## Dataset entries
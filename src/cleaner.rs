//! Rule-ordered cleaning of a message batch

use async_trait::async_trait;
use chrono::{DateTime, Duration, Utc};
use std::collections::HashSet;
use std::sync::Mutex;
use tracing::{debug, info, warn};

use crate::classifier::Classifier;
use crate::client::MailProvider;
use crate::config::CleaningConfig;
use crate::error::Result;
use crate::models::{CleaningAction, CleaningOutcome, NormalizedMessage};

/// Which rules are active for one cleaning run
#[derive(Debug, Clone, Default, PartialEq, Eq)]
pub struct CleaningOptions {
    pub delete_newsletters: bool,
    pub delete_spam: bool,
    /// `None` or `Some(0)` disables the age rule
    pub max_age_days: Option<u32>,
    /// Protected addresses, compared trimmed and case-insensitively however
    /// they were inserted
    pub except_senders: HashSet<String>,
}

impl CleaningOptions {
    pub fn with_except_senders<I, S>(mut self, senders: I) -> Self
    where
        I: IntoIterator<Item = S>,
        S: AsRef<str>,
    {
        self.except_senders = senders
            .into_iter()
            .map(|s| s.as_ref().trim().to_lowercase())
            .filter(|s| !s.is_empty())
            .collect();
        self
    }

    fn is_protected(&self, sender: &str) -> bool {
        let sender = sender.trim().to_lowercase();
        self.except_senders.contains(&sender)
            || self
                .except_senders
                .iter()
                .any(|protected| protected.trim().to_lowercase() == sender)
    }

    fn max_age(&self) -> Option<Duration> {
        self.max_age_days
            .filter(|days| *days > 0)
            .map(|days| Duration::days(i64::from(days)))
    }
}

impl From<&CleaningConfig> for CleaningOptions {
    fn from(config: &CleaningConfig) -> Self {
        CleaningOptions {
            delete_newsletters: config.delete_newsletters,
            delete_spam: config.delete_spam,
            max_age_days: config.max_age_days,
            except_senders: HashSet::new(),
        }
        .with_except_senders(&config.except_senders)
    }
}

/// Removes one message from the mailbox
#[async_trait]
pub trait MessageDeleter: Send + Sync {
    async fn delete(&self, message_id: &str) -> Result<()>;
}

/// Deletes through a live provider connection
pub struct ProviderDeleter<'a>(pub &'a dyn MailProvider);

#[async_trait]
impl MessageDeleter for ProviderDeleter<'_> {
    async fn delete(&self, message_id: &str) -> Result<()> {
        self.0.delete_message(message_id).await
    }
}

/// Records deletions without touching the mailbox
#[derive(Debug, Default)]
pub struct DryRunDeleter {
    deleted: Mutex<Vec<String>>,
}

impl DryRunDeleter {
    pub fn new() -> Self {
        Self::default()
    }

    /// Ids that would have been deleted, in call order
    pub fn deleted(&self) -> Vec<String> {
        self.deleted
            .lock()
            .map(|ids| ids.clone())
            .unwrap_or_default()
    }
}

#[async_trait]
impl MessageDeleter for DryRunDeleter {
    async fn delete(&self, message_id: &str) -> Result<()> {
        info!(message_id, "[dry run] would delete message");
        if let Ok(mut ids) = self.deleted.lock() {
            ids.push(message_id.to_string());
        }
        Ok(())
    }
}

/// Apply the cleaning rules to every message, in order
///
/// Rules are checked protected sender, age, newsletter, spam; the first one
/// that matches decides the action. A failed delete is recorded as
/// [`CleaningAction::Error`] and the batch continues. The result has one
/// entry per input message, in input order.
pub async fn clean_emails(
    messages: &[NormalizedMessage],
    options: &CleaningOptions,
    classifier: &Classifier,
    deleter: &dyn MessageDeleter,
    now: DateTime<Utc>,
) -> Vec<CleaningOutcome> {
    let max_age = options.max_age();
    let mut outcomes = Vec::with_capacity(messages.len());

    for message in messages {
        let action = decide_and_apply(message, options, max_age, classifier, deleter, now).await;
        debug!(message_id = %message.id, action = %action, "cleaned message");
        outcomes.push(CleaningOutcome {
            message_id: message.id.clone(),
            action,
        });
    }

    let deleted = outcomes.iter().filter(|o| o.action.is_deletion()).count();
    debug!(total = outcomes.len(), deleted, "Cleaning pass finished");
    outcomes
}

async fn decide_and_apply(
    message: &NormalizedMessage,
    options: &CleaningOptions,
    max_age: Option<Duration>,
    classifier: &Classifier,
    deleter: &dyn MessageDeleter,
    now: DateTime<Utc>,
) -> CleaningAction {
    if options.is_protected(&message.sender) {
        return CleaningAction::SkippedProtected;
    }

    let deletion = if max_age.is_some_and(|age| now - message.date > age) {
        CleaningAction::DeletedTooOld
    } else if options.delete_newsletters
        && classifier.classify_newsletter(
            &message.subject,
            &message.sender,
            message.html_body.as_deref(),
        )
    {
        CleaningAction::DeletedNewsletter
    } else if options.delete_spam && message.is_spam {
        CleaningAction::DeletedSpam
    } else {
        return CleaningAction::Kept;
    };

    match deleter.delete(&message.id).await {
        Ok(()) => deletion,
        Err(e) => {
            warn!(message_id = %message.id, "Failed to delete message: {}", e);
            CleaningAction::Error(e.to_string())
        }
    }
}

--

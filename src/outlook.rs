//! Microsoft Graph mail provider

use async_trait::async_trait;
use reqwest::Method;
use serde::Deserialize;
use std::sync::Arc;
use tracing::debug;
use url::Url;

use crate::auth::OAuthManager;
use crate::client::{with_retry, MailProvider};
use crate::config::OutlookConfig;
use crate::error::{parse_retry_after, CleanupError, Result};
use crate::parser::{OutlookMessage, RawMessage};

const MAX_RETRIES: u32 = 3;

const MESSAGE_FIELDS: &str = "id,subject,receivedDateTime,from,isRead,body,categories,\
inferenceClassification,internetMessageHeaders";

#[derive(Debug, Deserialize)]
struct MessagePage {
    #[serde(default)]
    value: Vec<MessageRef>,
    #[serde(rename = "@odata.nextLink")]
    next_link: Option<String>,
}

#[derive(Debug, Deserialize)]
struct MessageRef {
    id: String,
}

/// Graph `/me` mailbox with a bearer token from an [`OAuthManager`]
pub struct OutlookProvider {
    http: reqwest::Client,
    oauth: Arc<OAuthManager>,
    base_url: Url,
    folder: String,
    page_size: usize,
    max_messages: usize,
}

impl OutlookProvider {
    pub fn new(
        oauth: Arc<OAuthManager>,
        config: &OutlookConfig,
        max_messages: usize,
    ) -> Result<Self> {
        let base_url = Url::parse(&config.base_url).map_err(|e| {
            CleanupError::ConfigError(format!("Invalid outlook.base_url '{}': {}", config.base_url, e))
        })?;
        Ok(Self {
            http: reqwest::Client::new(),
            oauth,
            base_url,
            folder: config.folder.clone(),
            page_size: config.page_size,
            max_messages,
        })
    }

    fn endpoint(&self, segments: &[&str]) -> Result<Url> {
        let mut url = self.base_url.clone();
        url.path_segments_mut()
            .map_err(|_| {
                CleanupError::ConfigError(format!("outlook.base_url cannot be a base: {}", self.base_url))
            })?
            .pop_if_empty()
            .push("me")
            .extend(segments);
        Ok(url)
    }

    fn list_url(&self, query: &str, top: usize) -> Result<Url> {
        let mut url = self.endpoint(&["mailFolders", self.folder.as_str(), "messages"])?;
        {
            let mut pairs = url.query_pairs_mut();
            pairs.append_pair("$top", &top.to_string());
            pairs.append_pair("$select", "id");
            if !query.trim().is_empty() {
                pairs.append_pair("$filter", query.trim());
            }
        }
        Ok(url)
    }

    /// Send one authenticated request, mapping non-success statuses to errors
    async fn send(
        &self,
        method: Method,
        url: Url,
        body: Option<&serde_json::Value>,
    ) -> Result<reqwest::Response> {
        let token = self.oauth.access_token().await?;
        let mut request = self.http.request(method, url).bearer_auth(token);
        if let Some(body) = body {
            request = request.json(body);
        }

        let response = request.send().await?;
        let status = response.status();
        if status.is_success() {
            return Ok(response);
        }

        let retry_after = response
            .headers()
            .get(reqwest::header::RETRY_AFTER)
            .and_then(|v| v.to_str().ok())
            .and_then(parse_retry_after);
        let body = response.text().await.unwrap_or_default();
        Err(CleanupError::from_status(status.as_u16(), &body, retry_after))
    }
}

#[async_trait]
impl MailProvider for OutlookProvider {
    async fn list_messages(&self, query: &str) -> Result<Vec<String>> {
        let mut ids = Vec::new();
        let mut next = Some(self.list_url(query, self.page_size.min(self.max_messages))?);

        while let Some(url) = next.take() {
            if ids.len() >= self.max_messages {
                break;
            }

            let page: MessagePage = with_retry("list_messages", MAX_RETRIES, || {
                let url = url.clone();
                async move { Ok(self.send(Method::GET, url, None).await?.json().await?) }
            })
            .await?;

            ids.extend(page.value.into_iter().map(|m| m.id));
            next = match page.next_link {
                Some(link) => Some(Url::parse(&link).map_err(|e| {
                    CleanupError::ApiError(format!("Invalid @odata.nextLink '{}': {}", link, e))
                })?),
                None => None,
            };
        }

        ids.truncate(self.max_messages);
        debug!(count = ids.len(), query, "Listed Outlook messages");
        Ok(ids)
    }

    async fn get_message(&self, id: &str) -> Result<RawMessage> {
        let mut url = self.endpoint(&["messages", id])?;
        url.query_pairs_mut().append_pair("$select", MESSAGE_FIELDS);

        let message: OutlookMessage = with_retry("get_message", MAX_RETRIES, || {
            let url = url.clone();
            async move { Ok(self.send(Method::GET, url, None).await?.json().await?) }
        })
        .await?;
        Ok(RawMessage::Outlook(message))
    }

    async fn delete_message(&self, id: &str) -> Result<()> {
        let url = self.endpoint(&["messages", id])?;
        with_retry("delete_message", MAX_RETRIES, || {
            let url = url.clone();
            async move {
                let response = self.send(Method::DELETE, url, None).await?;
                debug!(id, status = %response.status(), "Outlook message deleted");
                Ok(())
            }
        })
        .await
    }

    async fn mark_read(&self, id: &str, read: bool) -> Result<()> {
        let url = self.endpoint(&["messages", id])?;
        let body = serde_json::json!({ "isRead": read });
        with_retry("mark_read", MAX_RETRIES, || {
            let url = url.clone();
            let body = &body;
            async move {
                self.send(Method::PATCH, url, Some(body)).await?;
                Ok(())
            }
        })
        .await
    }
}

* * *

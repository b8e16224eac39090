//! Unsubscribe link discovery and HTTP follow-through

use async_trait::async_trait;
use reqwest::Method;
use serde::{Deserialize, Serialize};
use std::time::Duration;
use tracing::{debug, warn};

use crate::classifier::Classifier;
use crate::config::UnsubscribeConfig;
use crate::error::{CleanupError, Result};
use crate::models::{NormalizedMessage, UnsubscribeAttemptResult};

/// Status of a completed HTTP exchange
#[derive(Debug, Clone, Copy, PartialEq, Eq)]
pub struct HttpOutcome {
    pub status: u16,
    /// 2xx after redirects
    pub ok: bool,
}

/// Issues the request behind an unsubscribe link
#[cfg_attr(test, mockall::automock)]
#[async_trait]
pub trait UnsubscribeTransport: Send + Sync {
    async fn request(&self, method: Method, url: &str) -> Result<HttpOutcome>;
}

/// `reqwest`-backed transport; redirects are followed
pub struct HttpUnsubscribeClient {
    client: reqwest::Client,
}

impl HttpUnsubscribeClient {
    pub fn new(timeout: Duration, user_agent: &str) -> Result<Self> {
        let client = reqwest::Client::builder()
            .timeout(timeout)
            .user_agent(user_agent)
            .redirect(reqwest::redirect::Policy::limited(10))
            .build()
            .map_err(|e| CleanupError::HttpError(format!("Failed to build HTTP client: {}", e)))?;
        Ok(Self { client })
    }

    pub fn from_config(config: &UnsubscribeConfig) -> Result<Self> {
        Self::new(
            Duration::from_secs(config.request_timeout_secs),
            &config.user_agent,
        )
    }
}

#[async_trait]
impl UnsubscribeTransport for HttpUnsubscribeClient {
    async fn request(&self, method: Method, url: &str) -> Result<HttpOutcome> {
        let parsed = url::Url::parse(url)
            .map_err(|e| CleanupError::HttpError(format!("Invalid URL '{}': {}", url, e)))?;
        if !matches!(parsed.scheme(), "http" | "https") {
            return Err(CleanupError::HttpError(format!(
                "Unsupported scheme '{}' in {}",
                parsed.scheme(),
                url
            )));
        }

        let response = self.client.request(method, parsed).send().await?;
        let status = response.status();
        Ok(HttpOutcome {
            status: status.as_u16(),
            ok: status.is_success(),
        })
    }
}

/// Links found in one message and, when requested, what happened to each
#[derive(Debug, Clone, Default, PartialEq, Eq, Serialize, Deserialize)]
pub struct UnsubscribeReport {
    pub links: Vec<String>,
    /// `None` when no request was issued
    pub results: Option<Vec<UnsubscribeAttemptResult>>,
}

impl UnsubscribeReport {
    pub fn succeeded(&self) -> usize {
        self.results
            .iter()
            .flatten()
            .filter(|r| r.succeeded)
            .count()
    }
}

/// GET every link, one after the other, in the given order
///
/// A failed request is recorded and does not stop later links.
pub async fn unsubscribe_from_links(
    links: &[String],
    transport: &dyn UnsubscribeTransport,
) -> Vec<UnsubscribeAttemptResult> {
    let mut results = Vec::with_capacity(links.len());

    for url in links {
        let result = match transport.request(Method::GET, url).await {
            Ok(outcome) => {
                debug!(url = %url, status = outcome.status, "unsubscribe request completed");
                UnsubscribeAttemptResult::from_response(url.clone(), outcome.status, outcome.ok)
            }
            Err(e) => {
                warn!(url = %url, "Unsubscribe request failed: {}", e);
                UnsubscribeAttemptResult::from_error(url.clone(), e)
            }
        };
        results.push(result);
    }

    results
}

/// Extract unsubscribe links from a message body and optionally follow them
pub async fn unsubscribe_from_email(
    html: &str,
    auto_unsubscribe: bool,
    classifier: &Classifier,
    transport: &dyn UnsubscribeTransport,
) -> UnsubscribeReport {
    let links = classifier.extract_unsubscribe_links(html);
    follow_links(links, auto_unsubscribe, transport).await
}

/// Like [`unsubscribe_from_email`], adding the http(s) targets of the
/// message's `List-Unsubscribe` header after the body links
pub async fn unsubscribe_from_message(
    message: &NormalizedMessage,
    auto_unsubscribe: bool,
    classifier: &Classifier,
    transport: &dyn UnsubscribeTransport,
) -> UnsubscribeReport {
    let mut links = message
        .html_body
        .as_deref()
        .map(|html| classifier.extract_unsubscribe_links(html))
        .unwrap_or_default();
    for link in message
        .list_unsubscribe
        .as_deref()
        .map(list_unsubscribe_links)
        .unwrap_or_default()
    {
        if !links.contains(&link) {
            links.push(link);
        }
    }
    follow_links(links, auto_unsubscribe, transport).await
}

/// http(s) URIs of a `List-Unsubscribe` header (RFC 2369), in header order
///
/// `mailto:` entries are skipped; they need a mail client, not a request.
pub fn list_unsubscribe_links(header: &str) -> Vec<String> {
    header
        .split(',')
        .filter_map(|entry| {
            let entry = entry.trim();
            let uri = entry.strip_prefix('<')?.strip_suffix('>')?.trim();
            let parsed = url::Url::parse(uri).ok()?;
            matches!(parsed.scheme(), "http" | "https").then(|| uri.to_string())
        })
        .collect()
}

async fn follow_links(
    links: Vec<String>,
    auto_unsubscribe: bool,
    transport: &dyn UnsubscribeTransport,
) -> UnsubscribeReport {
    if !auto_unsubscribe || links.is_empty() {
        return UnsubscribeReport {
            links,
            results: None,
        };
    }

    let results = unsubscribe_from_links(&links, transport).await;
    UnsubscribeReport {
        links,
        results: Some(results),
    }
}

## YOUR OBJECTIVE
Copy all lines above where "endpoint" is present.

## ANSWER TO THIS TASK
    fn endpoint(&self, segments: &[&str]) -> Result<Url> {
        let mut url = self.endpoint(&["mailFolders", self.folder.as_str(), "messages"])?;
        let mut url = self.endpoint(&["messages", id])?;
        let url = self.endpoint(&["messages", id])?;
        let url = self.endpoint(&["messages", id])?;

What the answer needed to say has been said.